To be honest, most of my personal experience involves presentation attacks, in which the identity verification/authentication system remains secure but the information, um, presented to it is altered in some way. See my posts on Vision Transformer (ViT) Models and NIST IR 8491.

By JamesHarrison – Own work, Public Domain, https://commons.wikimedia.org/w/index.php?curid=4873863.

Injection attacks and the havoc they wreak

In an injection attack, the identity verification/authentication system itself is compromised. For example, instead of taking its data from the camera, data from some other source is, um, injected so that it look like it came from the camera.

Incidentally, I should tangentially note that injection attacks greatly differ from scraping attacks, in which content from legitimate blogs is stolen and injected into scummy blogs that merely rip off content from their original writers. Speaking for myself, it is clear that this repurpose is not an honorable practice.

Note that injection attacks don’t only affect identity systems, but can affect ANY computer system. SentinelOne digs into the different types of injection attacks, including manipulation of SQL queries, cross-site scripting (XSS), and other types. Here’s an example from the health world that is pertinent to Bredemarket readers:

In May 2024, Advocate Aurora Health, a healthcare system in Wisconsin and Illinois, reported a data breach exposing the personal information of 3 million patients. The breach was attributed to improper use of Meta Pixel on the websites of the provider. After the breach, Advocate Health was faced with hefty fines and legal battles resulting from the exposure of Protected Health Information(PHI).

Returning to the identity sphere, Mitek Systems highlights a common injection.

Deepfakes utilize AI and machine learning to create lifelike videos of real people saying or doing things they never actually did. By injecting such videos into a system’s feed, fraudsters can mimic the appearance of a legitimate user, thus bypassing facial recognition security measures.

Again, this differs from someone with a mask getting in front of the system’s camera. Injections bypass the system’s camera.

Fight back, even when David Horowitz isn’t helping you

Do how do you detect that you aren’t getting data from the camera or capture device that is supposed to be providing it? Many vendors offer tactics to attack the attackers; here’s what ID R&D (part of Mitek Systems) proposes.

These steps include creating a comprehensive attack tree, implementing detectors that cover all the attack vectors, evaluating potential security loopholes, and setting up a continuous improvement process for the attack tree and associated mitigation measures.

And as long as I’m on a Mitek kick, here’s Chris Briggs telling Adam Bacia about how injection attacks relate to everything else.

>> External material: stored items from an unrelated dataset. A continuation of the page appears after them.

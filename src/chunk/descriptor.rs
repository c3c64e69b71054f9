//! Packed 64-bit chunk descriptors.
//!
//! A descriptor stores a chunk's buffer-relative start offset and its length
//! in one `u64`:
//!
//! ```text
//!  63                         24 23               0
//! +-----------------------------+------------------+
//! |   offset (40 bits)          |  length (24 bits)|
//! +-----------------------------+------------------+
//! ```
//!
//! Offsets up to 1 TiB and lengths up to 16 MiB are representable. Values
//! outside those fields are rejected with [`ChunkError::EncodingOverflow`],
//! never truncated.

use std::fmt;
use std::ops::Range;

use crate::config::ChunkConfig;
use crate::error::ChunkError;

/// A chunk's `(offset, length)` packed into a single `u64`.
#[derive(Debug, Clone, Copy, PartialEq, Eq, PartialOrd, Ord, Hash)]
#[repr(transparent)]
pub struct ChunkDescriptor(u64);

impl ChunkDescriptor {
    /// Width of the length field.
    pub const LENGTH_BITS: u32 = 24;

    /// Width of the offset field.
    pub const OFFSET_BITS: u32 = 64 - Self::LENGTH_BITS;

    /// Largest encodable length.
    pub const MAX_LENGTH: u64 = (1 << Self::LENGTH_BITS) - 1;

    /// Largest encodable offset.
    pub const MAX_OFFSET: u64 = (1 << Self::OFFSET_BITS) - 1;

    const LENGTH_MASK: u64 = Self::MAX_LENGTH;

    /// Packs an offset and a length.
    ///
    /// # Errors
    ///
    /// Returns [`ChunkError::EncodingOverflow`] if either value exceeds its
    /// field width.
    ///
    /// # Example
    ///
    /// ```
    /// use anchorcdc::ChunkDescriptor;
    ///
    /// let desc = ChunkDescriptor::new(4096, 1500)?;
    /// assert_eq!(desc.offset(), 4096);
    /// assert_eq!(desc.length(), 1500);
    /// assert_eq!(desc.end(), 5596);
    /// # Ok::<(), anchorcdc::ChunkError>(())
    /// ```
    pub fn new(offset: u64, length: u64) -> Result<Self, ChunkError> {
        if offset > Self::MAX_OFFSET {
            return Err(ChunkError::EncodingOverflow {
                field: "offset",
                value: offset,
                max: Self::MAX_OFFSET,
            });
        }
        if length > Self::MAX_LENGTH {
            return Err(ChunkError::EncodingOverflow {
                field: "length",
                value: length,
                max: Self::MAX_LENGTH,
            });
        }
        Ok(Self::pack(offset, length))
    }

    /// Packs values the caller has already range-checked.
    #[inline]
    pub(crate) fn pack(offset: u64, length: u64) -> Self {
        debug_assert!(offset <= Self::MAX_OFFSET && length <= Self::MAX_LENGTH);
        Self((offset << Self::LENGTH_BITS) | length)
    }

    /// Wraps a raw packed value.
    pub const fn from_raw(raw: u64) -> Self {
        Self(raw)
    }

    /// Returns the raw packed value.
    pub const fn as_u64(&self) -> u64 {
        self.0
    }

    /// Returns the start offset.
    #[inline]
    pub const fn offset(&self) -> u64 {
        chunk_to_offset(self.0)
    }

    /// Returns the chunk length.
    #[inline]
    pub const fn length(&self) -> u64 {
        chunk_to_length(self.0)
    }

    /// Returns the end offset (exclusive).
    pub const fn end(&self) -> u64 {
        self.offset() + self.length()
    }

    /// Returns the chunk as a `usize` range into the scanned buffer.
    pub fn range(&self) -> Range<usize> {
        self.offset() as usize..self.end() as usize
    }
}

// Every chunk the engine can produce must fit the length field.
const _: () = assert!(
    ((1u64 << ChunkConfig::MAX_MASK_BITS) * ChunkConfig::MAX_SIZE_MULTIPLIER as u64)
        <= ChunkDescriptor::MAX_LENGTH
);

impl From<ChunkDescriptor> for u64 {
    fn from(desc: ChunkDescriptor) -> Self {
        desc.0
    }
}

impl fmt::Display for ChunkDescriptor {
    fn fmt(&self, f: &mut fmt::Formatter<'_>) -> fmt::Result {
        write!(
            f,
            "{}..{} ({} bytes)",
            self.offset(),
            self.end(),
            self.length()
        )
    }
}

/// Extracts the length field of a packed descriptor.
#[inline]
pub const fn chunk_to_length(descriptor: u64) -> u64 {
    descriptor & ChunkDescriptor::LENGTH_MASK
}

/// Extracts the offset field of a packed descriptor.
#[inline]
pub const fn chunk_to_offset(descriptor: u64) -> u64 {
    descriptor >> ChunkDescriptor::LENGTH_BITS
}

#[cfg(test)]
mod tests {
    use super::*;

    #[test]
    fn test_field_layout() {
        let desc = ChunkDescriptor::new(1, 2).unwrap();
        assert_eq!(desc.as_u64(), (1 << 24) | 2);
        assert_eq!(chunk_to_length(desc.as_u64()), 2);
        assert_eq!(chunk_to_offset(desc.as_u64()), 1);
    }

    #[test]
    fn test_field_limits() {
        let desc =
            ChunkDescriptor::new(ChunkDescriptor::MAX_OFFSET, ChunkDescriptor::MAX_LENGTH).unwrap();
        assert_eq!(desc.as_u64(), u64::MAX);
        assert_eq!(desc.offset(), ChunkDescriptor::MAX_OFFSET);
        assert_eq!(desc.length(), ChunkDescriptor::MAX_LENGTH);

        let zero = ChunkDescriptor::new(0, 0).unwrap();
        assert_eq!(zero.as_u64(), 0);
    }

    #[test]
    fn test_offset_overflow() {
        let err = ChunkDescriptor::new(ChunkDescriptor::MAX_OFFSET + 1, 10).unwrap_err();
        assert!(matches!(
            err,
            ChunkError::EncodingOverflow {
                field: "offset",
                ..
            }
        ));
    }

    #[test]
    fn test_length_overflow() {
        let err = ChunkDescriptor::new(0, ChunkDescriptor::MAX_LENGTH + 1).unwrap_err();
        assert!(matches!(
            err,
            ChunkError::EncodingOverflow {
                field: "length",
                value: 16_777_216,
                ..
            }
        ));
    }

    #[test]
    fn test_raw_round_trip() {
        let desc = ChunkDescriptor::new(123_456_789, 65_536).unwrap();
        let raw: u64 = desc.into();
        assert_eq!(ChunkDescriptor::from_raw(raw), desc);
    }

    #[test]
    fn test_range_and_display() {
        let desc = ChunkDescriptor::new(100, 5).unwrap();
        assert_eq!(desc.range(), 100..105);
        assert_eq!(desc.to_string(), "100..105 (5 bytes)");
    }
}
//! Chunking a stream with explicit caller-managed continuation.
//!
//! Feeds input to `get_chunks` in fixed batches, carrying each scan's
//! unclosed tail into the next one, then compares the result with the
//! built-in iterator.
//!
//! Run with:
//!     cargo run --example stream_chunks [PATH] [MASK_BITS]

use std::fs::File;
use std::io::{Cursor, Read};

use anchorcdc::{ChunkDescriptor, Chunker};

fn main() -> Result<(), Box<dyn std::error::Error>> {
    let mut args = std::env::args().skip(1);
    let data = match args.next() {
        Some(path) => {
            let mut data = Vec::new();
            File::open(path)?.read_to_end(&mut data)?;
            data
        }
        None => sample_data(4 * 1024 * 1024),
    };
    let mask_bits = match args.next() {
        Some(bits) => bits.parse()?,
        None => 13,
    };

    let chunker = Chunker::new(mask_bits)?;
    println!(
        "Chunking {} bytes: mask_bits={}, min={}, max={}, window={}\n",
        data.len(),
        mask_bits,
        chunker.min_chunk_size(),
        chunker.max_chunk_size(),
        chunker.window_length()
    );

    // Caller-side continuation: the engine only sees `staging`.
    let batch_size = 64 * 1024;
    let mut staging: Vec<u8> = Vec::new();
    let mut base = 0u64;
    let mut descriptors = Vec::new();
    let mut chunks: Vec<ChunkDescriptor> = Vec::new();

    for batch in data.chunks(batch_size) {
        staging.extend_from_slice(batch);
        descriptors.clear();
        let next = chunker.get_chunks(&mut descriptors, &staging, 0, staging.len(), false)?;
        for desc in &descriptors {
            chunks.push(ChunkDescriptor::new(base + desc.offset(), desc.length())?);
        }
        staging.drain(..next);
        base += next as u64;
    }

    descriptors.clear();
    chunker.get_chunks(&mut descriptors, &staging, 0, staging.len(), true)?;
    for desc in &descriptors {
        chunks.push(ChunkDescriptor::new(base + desc.offset(), desc.length())?);
    }

    for (i, desc) in chunks.iter().enumerate().take(10) {
        println!("  Chunk {:>4}: {}", i + 1, desc);
    }
    if chunks.len() > 10 {
        println!("  ... {} more", chunks.len() - 10);
    }

    let from_iter = chunker
        .chunk(Cursor::new(&data))
        .map(|c| c.and_then(|c| ChunkDescriptor::new(c.offset, c.len() as u64)))
        .collect::<Result<Vec<_>, _>>()?;

    println!("\nChunks:           {}", chunks.len());
    println!("Expected chunks:  {}", chunker.expected_chunk_count(data.len() as u64));
    println!("Anchors:          {}", chunker.anchor_count(&data));
    println!("Expected anchors: {}", chunker.expected_anchor_count(data.len() as u64));
    println!("Iterator agrees:  {}", from_iter == chunks);

    Ok(())
}

fn sample_data(len: usize) -> Vec<u8> {
    let mut seed = 0x853c_49e6_748f_ea9bu64;
    (0..len)
        .map(|_| {
            seed ^= seed << 13;
            seed ^= seed >> 7;
            seed ^= seed << 17;
            (seed >> 56) as u8
        })
        .collect()
}
//! Thread-local pool of staging buffers for the stream drivers.

use std::cell::RefCell;
use std::io::{self, Read};

use bytes::{Bytes, BytesMut};

/// Initial capacity of a fresh staging buffer.
pub const DEFAULT_BUFFER_SIZE: usize = 256 * 1024;

/// Buffers that grew past this capacity are freed instead of pooled.
pub const MAX_POOLED_CAPACITY: usize = 4 * 1024 * 1024;

/// Maximum number of buffers to keep per thread.
pub const MAX_POOL_SIZE: usize = 4;

/// Growable byte buffer holding input that has not yet been chunked.
///
/// Bytes are appended at the back by reads and split off the front once a
/// scan has emitted chunks covering them. `data[filled..]` is initialised
/// slack that reads write into directly, so a read only zero-fills the part
/// of its target range the buffer has never held.
pub struct ScanBuffer {
    data: BytesMut,
    filled: usize,
}

impl ScanBuffer {
    /// Takes a buffer from the thread-local pool or creates a new one.
    pub fn take() -> Self {
        let data = THREAD_BUFFER_POOL.with(|pool| pool.borrow_mut().pop());
        let mut data = data.unwrap_or_default();
        data.reserve(DEFAULT_BUFFER_SIZE);
        Self { data, filled: 0 }
    }

    /// Returns the buffered bytes.
    pub fn as_slice(&self) -> &[u8] {
        &self.data[..self.filled]
    }

    /// Returns the number of buffered bytes.
    pub fn len(&self) -> usize {
        self.filled
    }

    /// Splits off the first `n` buffered bytes without copying them.
    pub fn split_to(&mut self, n: usize) -> Bytes {
        let n = n.min(self.filled);
        self.filled -= n;
        self.data.split_to(n).freeze()
    }

    /// Makes room for `limit` more bytes and returns the writable region.
    fn spare(&mut self, limit: usize) -> &mut [u8] {
        let want = self.filled + limit;
        if self.data.len() < want {
            self.data.resize(want, 0);
        }
        &mut self.data[self.filled..want]
    }

    /// Appends up to `limit` bytes from a blocking reader.
    ///
    /// Returns the number of bytes appended; 0 means end of input.
    pub fn read_from<R: Read>(&mut self, reader: &mut R, limit: usize) -> io::Result<usize> {
        let n = reader.read(self.spare(limit))?;
        self.filled += n;
        Ok(n)
    }

    /// Appends up to `limit` bytes from a non-blocking reader.
    #[cfg(feature = "async-io")]
    pub fn poll_read_from<R: futures_io::AsyncRead>(
        &mut self,
        reader: std::pin::Pin<&mut R>,
        cx: &mut std::task::Context<'_>,
        limit: usize,
    ) -> std::task::Poll<io::Result<usize>> {
        let poll = reader.poll_read(cx, self.spare(limit));
        if let std::task::Poll::Ready(Ok(n)) = &poll {
            self.filled += *n;
        }
        poll
    }
}

impl Drop for ScanBuffer {
    fn drop(&mut self) {
        if self.data.capacity() <= MAX_POOLED_CAPACITY {
            self.data.clear();
            THREAD_BUFFER_POOL.with(|pool| {
                let mut pool = pool.borrow_mut();
                if pool.len() < MAX_POOL_SIZE {
                    pool.push(std::mem::take(&mut self.data));
                }
            });
        }
    }
}

thread_local! {
    static THREAD_BUFFER_POOL: RefCell<Vec<BytesMut>> = const { RefCell::new(Vec::new()) };
}

#[cfg(test)]
mod tests {
    use super::*;
    use std::io::Cursor;

    #[test]
    fn test_buffer_take() {
        let buf = ScanBuffer::take();
        assert!(buf.data.capacity() >= DEFAULT_BUFFER_SIZE);
        assert_eq!(buf.len(), 0);
    }

    #[test]
    fn test_read_and_split() {
        let mut buf = ScanBuffer::take();
        let mut reader = Cursor::new(b"hello world".to_vec());

        assert_eq!(buf.read_from(&mut reader, 5).unwrap(), 5);
        assert_eq!(buf.as_slice(), b"hello");
        assert_eq!(buf.read_from(&mut reader, 100).unwrap(), 6);
        assert_eq!(buf.as_slice(), b"hello world");
        assert_eq!(buf.read_from(&mut reader, 100).unwrap(), 0);
        assert_eq!(buf.len(), 11);

        assert_eq!(buf.split_to(6), Bytes::from_static(b"hello "));
        assert_eq!(buf.as_slice(), b"world");
        assert!(buf.split_to(0).is_empty());
        assert_eq!(buf.as_slice(), b"world");
        assert_eq!(buf.split_to(10), Bytes::from_static(b"world"));
        assert!(buf.as_slice().is_empty());
    }

    #[test]
    fn test_split_is_zero_copy() {
        let mut buf = ScanBuffer::take();
        buf.read_from(&mut Cursor::new(b"abcdef".to_vec()), 6)
            .unwrap();
        let base = buf.as_slice().as_ptr();

        let head = buf.split_to(4);
        assert_eq!(head.as_ptr(), base);
        assert_eq!(buf.as_slice().as_ptr(), base.wrapping_add(4));
    }

    #[test]
    fn test_slack_is_reused() {
        let mut buf = ScanBuffer::take();
        let data = vec![9u8; 1000];
        let mut reader = Cursor::new(&data);

        // A short read leaves the rest of the requested range as slack.
        assert_eq!(buf.read_from(&mut Cursor::new(&data[..10]), 4096).unwrap(), 10);
        assert_eq!(buf.data.len(), 4096);

        // Later reads within that slack do not grow the initialised region.
        assert_eq!(buf.read_from(&mut reader, 100).unwrap(), 100);
        assert_eq!(buf.data.len(), 4096);
        assert_eq!(buf.len(), 110);
    }

    #[test]
    fn test_read_error_keeps_contents() {
        struct Failing;
        impl Read for Failing {
            fn read(&mut self, _buf: &mut [u8]) -> io::Result<usize> {
                Err(io::Error::other("boom"))
            }
        }

        let mut buf = ScanBuffer::take();
        buf.read_from(&mut Cursor::new(b"abc".to_vec()), 3).unwrap();
        assert!(buf.read_from(&mut Failing, 64).is_err());
        assert_eq!(buf.as_slice(), b"abc");
    }

    #[test]
    fn test_buffer_reuse() {
        {
            let mut buf = ScanBuffer::take();
            buf.read_from(&mut Cursor::new(b"test data".to_vec()), 9)
                .unwrap();
        }

        let buf = ScanBuffer::take();
        assert!(buf.as_slice().is_empty());
        assert!(buf.data.capacity() >= DEFAULT_BUFFER_SIZE);
    }
}
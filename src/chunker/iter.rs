//! Blocking stream driver.
//!
//! [`ChunkIter`] pulls bytes from any [`std::io::Read`] and yields chunks as
//! the engine closes them.
//!
//! # Example
//!
//! ```no_run
//! use anchorcdc::Chunker;
//! use std::fs::File;
//!
//! let file = File::open("data.bin")?;
//! let chunker = Chunker::new(13)?;
//!
//! for chunk in chunker.chunk(file) {
//!     let chunk = chunk?;
//!     println!("Chunk: {} bytes @ {}", chunk.len(), chunk.offset);
//! }
//! # Ok::<(), anchorcdc::ChunkError>(())
//! ```

use std::io::{ErrorKind, Read};

use crate::chunk::Chunk;
use crate::chunker::Chunker;
use crate::chunker::stream::{Continuation, READ_SIZE};
use crate::error::ChunkError;

/// An iterator that yields chunks from a reader.
///
/// Reads in batches of up to 64 KiB and scans once enough input is staged
/// for at least one chunk to close. The boundaries are exactly those of a
/// single flushed [`Chunker::get_chunks`] call over the whole stream.
///
/// After an I/O error the iterator yields that error once and then ends.
pub struct ChunkIter<R> {
    reader: R,
    state: Continuation,
    eof: bool,
    finished: bool,
}

impl<R: Read> ChunkIter<R> {
    /// Creates a new chunk iterator.
    pub(crate) fn new(reader: R, chunker: Chunker) -> Self {
        Self {
            reader,
            state: Continuation::new(chunker),
            eof: false,
            finished: false,
        }
    }

    /// Returns the stream offset up to which chunks have been cut.
    pub fn offset(&self) -> u64 {
        self.state.offset()
    }

    /// Consumes the iterator and returns the underlying reader.
    pub fn into_inner(self) -> R {
        self.reader
    }
}

impl<R: Read> Iterator for ChunkIter<R> {
    type Item = Result<Chunk, ChunkError>;

    fn next(&mut self) -> Option<Self::Item> {
        loop {
            if let Some(chunk) = self.state.pop() {
                return Some(Ok(chunk));
            }
            if self.finished {
                return None;
            }

            if self.eof || self.state.wants_scan() {
                let flush = self.eof;
                if let Err(e) = self.state.scan(flush) {
                    self.finished = true;
                    return Some(Err(e));
                }
                if flush {
                    tracing::debug!(offset = self.state.offset(), "reader exhausted");
                    self.finished = true;
                }
                continue;
            }

            match self.state.staging().read_from(&mut self.reader, READ_SIZE) {
                Ok(0) => self.eof = true,
                Ok(_) => {}
                Err(e) if e.kind() == ErrorKind::Interrupted => {}
                Err(e) => {
                    self.finished = true;
                    return Some(Err(e.into()));
                }
            }
        }
    }
}
//! Non-blocking stream driver.
//!
//! # Example
//!
//! ```ignore
//! use futures_util::StreamExt;
//! use anchorcdc::{chunk_async, ChunkConfig};
//! use futures_io::AsyncRead;
//!
//! async fn demo<R: AsyncRead + Unpin>(reader: R) -> Result<(), anchorcdc::ChunkError> {
//!     let mut stream = chunk_async(reader, ChunkConfig::default());
//!
//!     while let Some(chunk) = stream.next().await {
//!         let chunk = chunk?;
//!         println!("Chunk: {} bytes @ {}", chunk.len(), chunk.offset);
//!     }
//!     Ok(())
//! }
//! ```

use std::io::ErrorKind;
use std::pin::Pin;
use std::task::{Context, Poll};

use futures_core::Stream;
use futures_io::AsyncRead;
use pin_project_lite::pin_project;

use crate::chunk::Chunk;
use crate::chunker::Chunker;
use crate::chunker::stream::{Continuation, READ_SIZE};
use crate::config::ChunkConfig;
use crate::error::ChunkError;

pin_project! {
    /// A stream that yields chunks from an async reader.
    ///
    /// Cuts exactly the same chunks as [`crate::ChunkIter`] over the same
    /// bytes. Works with any runtime that speaks `futures_io::AsyncRead`.
    pub struct ChunkStream<R> {
        #[pin]
        reader: R,
        state: Continuation,
        eof: bool,
        finished: bool,
    }
}

impl<R> ChunkStream<R> {
    fn new(reader: R, config: ChunkConfig) -> Self {
        Self {
            reader,
            state: Continuation::new(Chunker::with_config(config)),
            eof: false,
            finished: false,
        }
    }

    /// Returns the stream offset up to which chunks have been cut.
    pub fn offset(&self) -> u64 {
        self.state.offset()
    }
}

impl<R: AsyncRead> Stream for ChunkStream<R> {
    type Item = Result<Chunk, ChunkError>;

    fn poll_next(self: Pin<&mut Self>, cx: &mut Context<'_>) -> Poll<Option<Self::Item>> {
        let mut this = self.project();

        loop {
            if let Some(chunk) = this.state.pop() {
                return Poll::Ready(Some(Ok(chunk)));
            }
            if *this.finished {
                return Poll::Ready(None);
            }

            if *this.eof || this.state.wants_scan() {
                let flush = *this.eof;
                if let Err(e) = this.state.scan(flush) {
                    *this.finished = true;
                    return Poll::Ready(Some(Err(e)));
                }
                if flush {
                    tracing::debug!(offset = this.state.offset(), "async reader exhausted");
                    *this.finished = true;
                }
                continue;
            }

            match this
                .state
                .staging()
                .poll_read_from(this.reader.as_mut(), cx, READ_SIZE)
            {
                Poll::Pending => return Poll::Pending,
                Poll::Ready(Ok(0)) => *this.eof = true,
                Poll::Ready(Ok(_)) => {}
                Poll::Ready(Err(e)) if e.kind() == ErrorKind::Interrupted => {}
                Poll::Ready(Err(e)) => {
                    *this.finished = true;
                    return Poll::Ready(Some(Err(e.into())));
                }
            }
        }
    }
}

/// Creates a chunk stream from an async reader.
///
/// For tokio readers, convert with `tokio_util::compat`:
///
/// ```ignore
/// use tokio_util::compat::TokioAsyncReadCompatExt;
/// use anchorcdc::{chunk_async, ChunkConfig};
///
/// let file = tokio::fs::File::open("data.bin").await?;
/// let stream = chunk_async(file.compat(), ChunkConfig::default());
/// ```
pub fn chunk_async<R: AsyncRead>(reader: R, config: ChunkConfig) -> ChunkStream<R> {
    ChunkStream::new(reader, config)
}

From https://www.youtube.com/watch?v=ZXBHlzqtbdE.

As you can see, the tactics to fight injection attacks are far removed from the more forensic “liveness” procedures such as detecting whether a presented finger is from a living breathing human.

Presentation attack detection can only go so far.

Injection attack detection is also necessary.

So if you’re a company guarding against spoofing, you need someone who can create content, proposals, and analysis that can address both biometric and non-biometric factors.

Learn how Bredemarket can help.

CPA

Not that I’m David Horowitz, but I do what I can. As did David Horowitz’s producer when he was threatened with a gun. (A fake gun.)